## Stored data
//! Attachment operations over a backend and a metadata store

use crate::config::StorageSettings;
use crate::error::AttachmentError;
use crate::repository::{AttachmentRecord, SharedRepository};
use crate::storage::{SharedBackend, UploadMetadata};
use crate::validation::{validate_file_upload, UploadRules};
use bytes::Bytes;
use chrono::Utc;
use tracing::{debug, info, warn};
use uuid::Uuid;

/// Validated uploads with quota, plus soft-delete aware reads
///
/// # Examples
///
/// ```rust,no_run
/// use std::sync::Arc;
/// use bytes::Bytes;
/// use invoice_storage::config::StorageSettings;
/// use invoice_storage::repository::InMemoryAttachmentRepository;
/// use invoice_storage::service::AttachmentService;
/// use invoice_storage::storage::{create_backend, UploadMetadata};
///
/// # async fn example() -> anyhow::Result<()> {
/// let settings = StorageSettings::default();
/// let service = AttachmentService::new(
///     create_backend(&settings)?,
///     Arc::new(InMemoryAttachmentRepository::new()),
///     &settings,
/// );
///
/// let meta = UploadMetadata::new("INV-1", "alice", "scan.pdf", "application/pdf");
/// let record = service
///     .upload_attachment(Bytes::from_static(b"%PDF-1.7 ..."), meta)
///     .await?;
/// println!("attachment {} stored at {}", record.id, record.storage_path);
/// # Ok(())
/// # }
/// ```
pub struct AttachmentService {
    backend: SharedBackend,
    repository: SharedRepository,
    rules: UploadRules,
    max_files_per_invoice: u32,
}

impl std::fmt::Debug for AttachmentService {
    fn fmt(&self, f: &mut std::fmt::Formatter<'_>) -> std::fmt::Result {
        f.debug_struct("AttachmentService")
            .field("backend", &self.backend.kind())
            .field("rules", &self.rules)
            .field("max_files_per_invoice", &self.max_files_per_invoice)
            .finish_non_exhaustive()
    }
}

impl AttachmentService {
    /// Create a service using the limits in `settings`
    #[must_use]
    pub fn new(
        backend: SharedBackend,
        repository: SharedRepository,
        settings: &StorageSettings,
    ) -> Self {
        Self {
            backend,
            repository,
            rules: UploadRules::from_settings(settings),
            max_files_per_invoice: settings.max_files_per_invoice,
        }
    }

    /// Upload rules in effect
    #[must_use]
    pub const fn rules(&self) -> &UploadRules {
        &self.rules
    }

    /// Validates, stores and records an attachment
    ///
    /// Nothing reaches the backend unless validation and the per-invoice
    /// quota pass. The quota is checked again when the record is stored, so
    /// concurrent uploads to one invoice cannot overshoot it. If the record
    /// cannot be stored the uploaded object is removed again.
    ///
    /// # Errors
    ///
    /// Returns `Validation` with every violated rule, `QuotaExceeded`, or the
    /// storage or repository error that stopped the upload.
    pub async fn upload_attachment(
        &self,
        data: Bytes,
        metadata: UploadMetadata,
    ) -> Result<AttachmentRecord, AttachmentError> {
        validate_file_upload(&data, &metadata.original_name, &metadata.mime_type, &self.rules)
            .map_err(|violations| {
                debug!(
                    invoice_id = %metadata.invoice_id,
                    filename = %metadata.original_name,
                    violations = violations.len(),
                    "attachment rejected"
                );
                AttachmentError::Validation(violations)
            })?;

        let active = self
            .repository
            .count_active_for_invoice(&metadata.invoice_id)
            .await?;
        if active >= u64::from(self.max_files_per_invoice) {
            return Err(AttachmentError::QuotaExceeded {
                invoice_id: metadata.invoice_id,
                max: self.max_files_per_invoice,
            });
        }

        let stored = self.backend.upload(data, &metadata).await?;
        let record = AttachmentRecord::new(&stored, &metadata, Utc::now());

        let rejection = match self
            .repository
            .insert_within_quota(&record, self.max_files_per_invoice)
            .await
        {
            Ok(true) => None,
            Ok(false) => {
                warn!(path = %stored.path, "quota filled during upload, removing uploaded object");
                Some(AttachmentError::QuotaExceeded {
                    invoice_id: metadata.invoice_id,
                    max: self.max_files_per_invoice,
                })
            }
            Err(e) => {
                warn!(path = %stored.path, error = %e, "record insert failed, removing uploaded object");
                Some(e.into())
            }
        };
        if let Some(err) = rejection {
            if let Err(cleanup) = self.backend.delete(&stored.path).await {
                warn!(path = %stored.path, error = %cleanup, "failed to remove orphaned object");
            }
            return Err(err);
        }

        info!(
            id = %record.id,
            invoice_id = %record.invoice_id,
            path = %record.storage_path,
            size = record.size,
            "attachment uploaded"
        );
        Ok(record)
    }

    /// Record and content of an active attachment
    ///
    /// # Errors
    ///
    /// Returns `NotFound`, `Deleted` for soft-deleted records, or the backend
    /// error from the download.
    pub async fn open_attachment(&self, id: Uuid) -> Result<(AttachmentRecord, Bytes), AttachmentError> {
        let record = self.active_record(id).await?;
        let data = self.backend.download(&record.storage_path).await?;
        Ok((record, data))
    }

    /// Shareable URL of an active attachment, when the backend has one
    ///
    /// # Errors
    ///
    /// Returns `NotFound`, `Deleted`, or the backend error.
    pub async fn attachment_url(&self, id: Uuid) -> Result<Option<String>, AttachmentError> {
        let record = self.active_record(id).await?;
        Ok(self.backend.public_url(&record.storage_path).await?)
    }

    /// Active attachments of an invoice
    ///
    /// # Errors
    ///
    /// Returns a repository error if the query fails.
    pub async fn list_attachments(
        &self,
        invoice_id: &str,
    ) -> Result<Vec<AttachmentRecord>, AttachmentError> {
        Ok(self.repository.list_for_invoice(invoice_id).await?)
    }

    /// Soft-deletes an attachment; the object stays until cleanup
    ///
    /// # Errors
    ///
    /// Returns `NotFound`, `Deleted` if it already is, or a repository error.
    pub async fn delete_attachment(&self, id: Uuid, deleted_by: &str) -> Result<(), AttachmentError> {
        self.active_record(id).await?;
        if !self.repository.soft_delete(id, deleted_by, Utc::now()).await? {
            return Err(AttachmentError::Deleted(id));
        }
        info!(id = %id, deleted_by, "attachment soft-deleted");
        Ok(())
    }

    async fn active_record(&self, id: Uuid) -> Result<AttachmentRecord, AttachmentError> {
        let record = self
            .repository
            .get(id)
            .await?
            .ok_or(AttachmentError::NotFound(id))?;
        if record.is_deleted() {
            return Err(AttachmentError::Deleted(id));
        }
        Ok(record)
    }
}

## Instructions to follow
Print each record from the listing above exactly as it was given.

## Exercise result
//! Attachment operations over a backend and a metadata store

use crate::config::StorageSettings;
use crate::error::AttachmentError;
use crate::repository::{AttachmentRecord, SharedRepository};
use crate::storage::{SharedBackend, UploadMetadata};
use crate::validation::{validate_file_upload, UploadRules};
use bytes::Bytes;
use chrono::Utc;
use tracing::{debug, info, warn};
use uuid::Uuid;

/// Validated uploads with quota, plus soft-delete aware reads
///
/// # Examples
///
/// ```rust,no_run
/// use std::sync::Arc;
/// use bytes::Bytes;
/// use invoice_storage::config::StorageSettings;
/// use invoice_storage::repository::InMemoryAttachmentRepository;
/// use invoice_storage::service::AttachmentService;
/// use invoice_storage::storage::{create_backend, UploadMetadata};
///
/// # async fn example() -> anyhow::Result<()> {
/// let settings = StorageSettings::default();
/// let service = AttachmentService::new(
///     create_backend(&settings)?,
///     Arc::new(InMemoryAttachmentRepository::new()),
///     &settings,
/// );
///
/// let meta = UploadMetadata::new("INV-1", "alice", "scan.pdf", "application/pdf");
/// let record = service
///     .upload_attachment(Bytes::from_static(b"%PDF-1.7 ..."), meta)
///     .await?;
/// println!("attachment {} stored at {}", record.id, record.storage_path);
/// # Ok(())
/// # }
/// ```
pub struct AttachmentService {
    backend: SharedBackend,
    repository: SharedRepository,
    rules: UploadRules,
    max_files_per_invoice: u32,
}

impl std::fmt::Debug for AttachmentService {
    fn fmt(&self, f: &mut std::fmt::Formatter<'_>) -> std::fmt::Result {
        f.debug_struct("AttachmentService")
            .field("backend", &self.backend.kind())
            .field("rules", &self.rules)
            .field("max_files_per_invoice", &self.max_files_per_invoice)
            .finish_non_exhaustive()
    }
}

impl AttachmentService {
    /// Create a service using the limits in `settings`
    #[must_use]
    pub fn new(
        backend: SharedBackend,
        repository: SharedRepository,
        settings: &StorageSettings,
    ) -> Self {
        Self {
            backend,
            repository,
            rules: UploadRules::from_settings(settings),
            max_files_per_invoice: settings.max_files_per_invoice,
        }
    }

    /// Upload rules in effect
    #[must_use]
    pub const fn rules(&self) -> &UploadRules {
        &self.rules
    }

    /// Validates, stores and records an attachment
    ///
    /// Nothing reaches the backend unless validation and the per-invoice
    /// quota pass. The quota is checked again when the record is stored, so
    /// concurrent uploads to one invoice cannot overshoot it. If the record
    /// cannot be stored the uploaded object is removed again.
    ///
    /// # Errors
    ///
    /// Returns `Validation` with every violated rule, `QuotaExceeded`, or the
    /// storage or repository error that stopped the upload.
    pub async fn upload_attachment(
        &self,
        data: Bytes,
        metadata: UploadMetadata,
    ) -> Result<AttachmentRecord, AttachmentError> {
        validate_file_upload(&data, &metadata.original_name, &metadata.mime_type, &self.rules)
            .map_err(|violations| {
                debug!(
                    invoice_id = %metadata.invoice_id,
                    filename = %metadata.original_name,
                    violations = violations.len(),
                    "attachment rejected"
                );
                AttachmentError::Validation(violations)
            })?;

        let active = self
            .repository
            .count_active_for_invoice(&metadata.invoice_id)
            .await?;
        if active >= u64::from(self.max_files_per_invoice) {
            return Err(AttachmentError::QuotaExceeded {
                invoice_id: metadata.invoice_id,
                max: self.max_files_per_invoice,
            });
        }

        let stored = self.backend.upload(data, &metadata).await?;
        let record = AttachmentRecord::new(&stored, &metadata, Utc::now());

        let rejection = match self
            .repository
            .insert_within_quota(&record, self.max_files_per_invoice)
            .await
        {
            Ok(true) => None,
            Ok(false) => {
                warn!(path = %stored.path, "quota filled during upload, removing uploaded object");
                Some(AttachmentError::QuotaExceeded {
                    invoice_id: metadata.invoice_id,
                    max: self.max_files_per_invoice,
                })
            }
            Err(e) => {
                warn!(path = %stored.path, error = %e, "record insert failed, removing uploaded object");
                Some(e.into())
            }
        };
        if let Some(err) = rejection {
            if let Err(cleanup) = self.backend.delete(&stored.path).await {
                warn!(path = %stored.path, error = %cleanup, "failed to remove orphaned object");
            }
            return Err(err);
        }

        info!(
            id = %record.id,
            invoice_id = %record.invoice_id,
            path = %record.storage_path,
            size = record.size,
            "attachment uploaded"
        );
        Ok(record)
    }

    /// Record and content of an active attachment
    ///
    /// # Errors
    ///
    /// Returns `NotFound`, `Deleted` for soft-deleted records, or the backend
    /// error from the download.
    pub async fn open_attachment(&self, id: Uuid) -> Result<(AttachmentRecord, Bytes), AttachmentError> {
        let record = self.active_record(id).await?;
        let data = self.backend.download(&record.storage_path).await?;
        Ok((record, data))
    }

    /// Shareable URL of an active attachment, when the backend has one
    ///
    /// # Errors
    ///
    /// Returns `NotFound`, `Deleted`, or the backend error.
    pub async fn attachment_url(&self, id: Uuid) -> Result<Option<String>, AttachmentError> {
        let record = self.active_record(id).await?;
        Ok(self.backend.public_url(&record.storage_path).await?)
    }

    /// Active attachments of an invoice
    ///
    /// # Errors
    ///
    /// Returns a repository error if the query fails.
    pub async fn list_attachments(
        &self,
        invoice_id: &str,
    ) -> Result<Vec<AttachmentRecord>, AttachmentError> {
        Ok(self.repository.list_for_invoice(invoice_id).await?)
    }

    /// Soft-deletes an attachment; the object stays until cleanup
    ///
    /// # Errors
    ///
    /// Returns `NotFound`, `Deleted` if it already is, or a repository error.
    pub async fn delete_attachment(&self, id: Uuid, deleted_by: &str) -> Result<(), AttachmentError> {
        self.active_record(id).await?;
        if !self.repository.soft_delete(id, deleted_by, Utc::now()).await? {
            return Err(AttachmentError::Deleted(id));
        }
        info!(id = %id, deleted_by, "attachment soft-deleted");
        Ok(())
    }

    async fn active_record(&self, id: Uuid) -> Result<AttachmentRecord, AttachmentError> {
        let record = self
            .repository
            .get(id)
            .await?
            .ok_or(AttachmentError::NotFound(id))?;
        if record.is_deleted() {
            return Err(AttachmentError::Deleted(id));
        }
        Ok(record)
    }
}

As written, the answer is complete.